Cover image by Kyle Hanson.


Motivation

In a previous blog post, I wrote about monitoring Corda nodes with Prometheus, Grafana and ELK (Elasticsearch, Logstash and Kibana) on Docker. In this post, I will show you a how to monitor your Corda nodes with Grafana Dashboard as the only user interface for metrics and log files.

The ELK stack is removed in favour of Promtail and Grafana Loki for this deployment demonstration.

The architecture deployed provides a clean method of managing your nodes’ operational needs for both JMX metrics as well as visualising log files. Of course, the “archaic” way would be to tail and grep log files to find what you need. This method becomes troublesome when, for example, you are trying to debug a Corda transaction between multiple nodes.

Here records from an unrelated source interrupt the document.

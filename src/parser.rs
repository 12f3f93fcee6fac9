//! Streaming reader for the tab-separated dumps.
//!
//! The dumps carry a header row, never quote fields, and spell null as `\N`.
//! Rows are handed out one at a time through [`TsvReader`]'s iterator so a
//! dataset is never held in parsed form; typed coercion happens per column
//! through the accessors on [`TsvRow`].
//!
//! Field counts are not enforced by the reader. A row whose width differs from
//! the header is still handed out, flagged through [`TsvRow::is_complete`], so
//! one bad line in a multi-million row dump costs that row and not the run.

use crate::config::NULL_SENTINEL;
use anyhow::{bail, Context, Result};
use csv::{ReaderBuilder, StringRecord};
use std::io::Read;
use std::str::FromStr;

/// A named column resolved to its position in the header.
#[derive(Debug, Clone, Copy, PartialEq, Eq)]
pub struct Column {
    pub name: &'static str,
    pub index: usize,
}

#[derive(Debug, Clone)]
pub struct Header {
    names: Vec<String>,
}

impl Header {
    /// Resolves a column of a dataset's fixed schema. A missing column means the
    /// upstream layout changed, which is fatal for the run.
    pub fn column(&self, name: &'static str) -> Result<Column> {
        match self.names.iter().position(|n| n == name) {
            Some(index) => Ok(Column { name, index }),
            None => bail!(
                "Missing column '{}' (header has: {})",
                name,
                self.names.join(", ")
            ),
        }
    }

    pub fn width(&self) -> usize {
        self.names.len()
    }

    #[cfg(test)]
    pub fn names(&self) -> &[String] {
        &self.names
    }
}

pub struct TsvReader<R: Read> {
    reader: csv::Reader<R>,
    header: Header,
}

impl<R: Read> TsvReader<R> {
    pub fn new(source: R) -> Result<Self> {
        let mut reader = ReaderBuilder::new()
            .delimiter(b'\t')
            .quoting(false)
            .has_headers(true)
            .flexible(true)
            .from_reader(source);

        let names = reader
            .headers()
            .context("Failed to read header row")?
            .iter()
            .map(|name| name.trim().to_string())
            .collect();

        Ok(Self {
            reader,
            header: Header { names },
        })
    }

    pub fn header(&self) -> &Header {
        &self.header
    }
}

impl<'a> TsvReader<&'a [u8]> {
    pub fn from_text(text: &'a str) -> Result<Self> {
        Self::new(text.as_bytes())
    }
}

impl<R: Read> Iterator for TsvReader<R> {
    type Item = Result<TsvRow>;

    fn next(&mut self) -> Option<Self::Item> {
        let mut record = StringRecord::new();
        match self.reader.read_record(&mut record) {
            Ok(true) => {
                let line = record.position().map(|p| p.line()).unwrap_or(0);
                let complete = record.len() == self.header.width();
                Some(Ok(TsvRow {
                    record,
                    line,
                    complete,
                }))
            }
            Ok(false) => None,
            Err(e) => Some(Err(anyhow::Error::new(e).context("Malformed row"))),
        }
    }
}

#[derive(Debug, Clone)]
pub struct TsvRow {
    record: StringRecord,
    line: u64,
    complete: bool,
}

impl TsvRow {
    /// 1-based line number in the source text.
    pub fn line(&self) -> u64 {
        self.line
    }

    /// Whether the row has exactly as many fields as the header.
    pub fn is_complete(&self) -> bool {
        self.complete
    }

    /// Raw field, with the null sentinel mapped to `None`.
    pub fn field(&self, column: Column) -> Option<&str> {
        match self.record.get(column.index) {
            Some(NULL_SENTINEL) | None => None,
            Some(value) => Some(value),
        }
    }

    /// Numeric field. Null and values that don't parse as `T` are both `None`;
    /// callers decide whether that skips the row or just leaves a gap.
    pub fn number<T: FromStr>(&self, column: Column) -> Option<T> {
        self.field(column).and_then(|value| value.trim().parse().ok())
    }

    /// `0`/`1` columns such as `isAdult`. Only `1` is true.
    pub fn flag(&self, column: Column) -> bool {
        matches!(self.field(column).map(str::trim), Some("1"))
    }
}
use anyhow::Result;
use clap::Parser;
use episodic::config::{self, SourceSet};
use episodic::dataset::Discard;
use episodic::extract::{run_extraction, ExtractConfig};
use episodic::stats::{ExtractionStats, PassStats};
use std::path::PathBuf;
use std::process::ExitCode;
use std::time::Instant;
use tracing::{error, info, Level};
use tracing_subscriber::FmtSubscriber;

#[global_allocator]
static GLOBAL: mimalloc::MiMalloc = mimalloc::MiMalloc;

#[derive(Parser)]
#[command(name = "episodic")]
#[command(about = "Build static TV series JSON documents from the IMDb dumps")]
struct Cli {
    /// Verbosity level (-v, -vv, -vvv)
    #[arg(short, long, action = clap::ArgAction::Count)]
    verbose: u8,

    /// Series output directory (cleared before the run)
    #[arg(short, long, default_value = config::DEFAULT_OUTPUT_DIR)]
    output: PathBuf,

    /// Ratings dump (URL or local .tsv.gz path)
    #[arg(long, default_value = config::DEFAULT_RATINGS_URL)]
    ratings: String,

    /// Episode link dump (URL or local .tsv.gz path)
    #[arg(long, default_value = config::DEFAULT_EPISODES_URL)]
    episodes: String,

    /// Title basics dump (URL or local .tsv.gz path)
    #[arg(long, default_value = config::DEFAULT_TITLES_URL)]
    titles: String,
}

fn run(cli: Cli) -> Result<()> {
    let config = ExtractConfig {
        sources: SourceSet {
            ratings: cli.ratings,
            episodes: cli.episodes,
            titles: cli.titles,
        },
        output_dir: cli.output,
    };

    let start = Instant::now();
    let stats = run_extraction(&config)?;
    info!(
        duration_secs = start.elapsed().as_secs_f64(),
        series = stats.series(),
        "Extraction complete"
    );

    print_summary(&config, &stats);
    Ok(())
}

fn print_summary(config: &ExtractConfig, stats: &ExtractionStats) {
    println!();
    println!("=== Summary ===");
    print_pass("Ratings", &stats.ratings);
    print_pass("Episodes", &stats.episodes);
    print_pass("Titles", &stats.titles);
    println!(
        "Assembly time:      {:.2}s",
        stats.assembly_elapsed.as_secs_f64()
    );
    println!(
        "Total time:         {:.2}s",
        stats.total_elapsed().as_secs_f64()
    );
    println!();
    println!("Rows read:          {}", stats.rows_read());
    println!("Series written:     {}", stats.series());
    println!("Series dropped:     {}", stats.series_dropped());
    println!("Episodes written:   {}", stats.episodes_emitted());
    println!("Output directory:   {}", config.output_dir.display());
}

fn print_pass(name: &str, pass: &PassStats) {
    println!(
        "{:<10} {:>12} rows, {:>10} kept in {:.2}s",
        name,
        pass.rows,
        pass.kept,
        pass.elapsed.as_secs_f64()
    );
    for reason in Discard::ALL {
        let count = pass.discarded(reason);
        if count > 0 {
            println!("           {:>12} {}", count, reason);
        }
    }
}

fn main() -> ExitCode {
    let cli = Cli::parse();

    let level = match cli.verbose {
        0 => Level::WARN,
        1 => Level::INFO,
        2 => Level::DEBUG,
        _ => Level::TRACE,
    };

    let subscriber = FmtSubscriber::builder()
        .with_max_level(level)
        .with_target(false)
        .finish();

    tracing::subscriber::set_global_default(subscriber).expect("Failed to set tracing subscriber");

    match run(cli) {
        Ok(()) => {
            info!("Completed successfully");
            ExitCode::SUCCESS
        }
        Err(e) => {
            error!("Error: {:#}", e);
            eprintln!("Error: {:#}", e);
            ExitCode::FAILURE
        }
    }
}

The end result is the ability to use Grafana Dashboard explorer to provide a split screen view of log files for nodes:

Grafana Loki Explorer - Live Stream Transaction

And of course, JMX metrics dashboard is included:

Grafana Corda dashboard

Deployment Stack

A few amendments to the stack are required from my previous post, take a look at the diagram below:

Deployment stack for Corda nodes

  • Corda - Corda Open-Source 4.7 will be used in this deployment (latest version at the time of writing this post).

  • PostgreSQL databases for each node - I have added this to show how easy it is to switch away from H2.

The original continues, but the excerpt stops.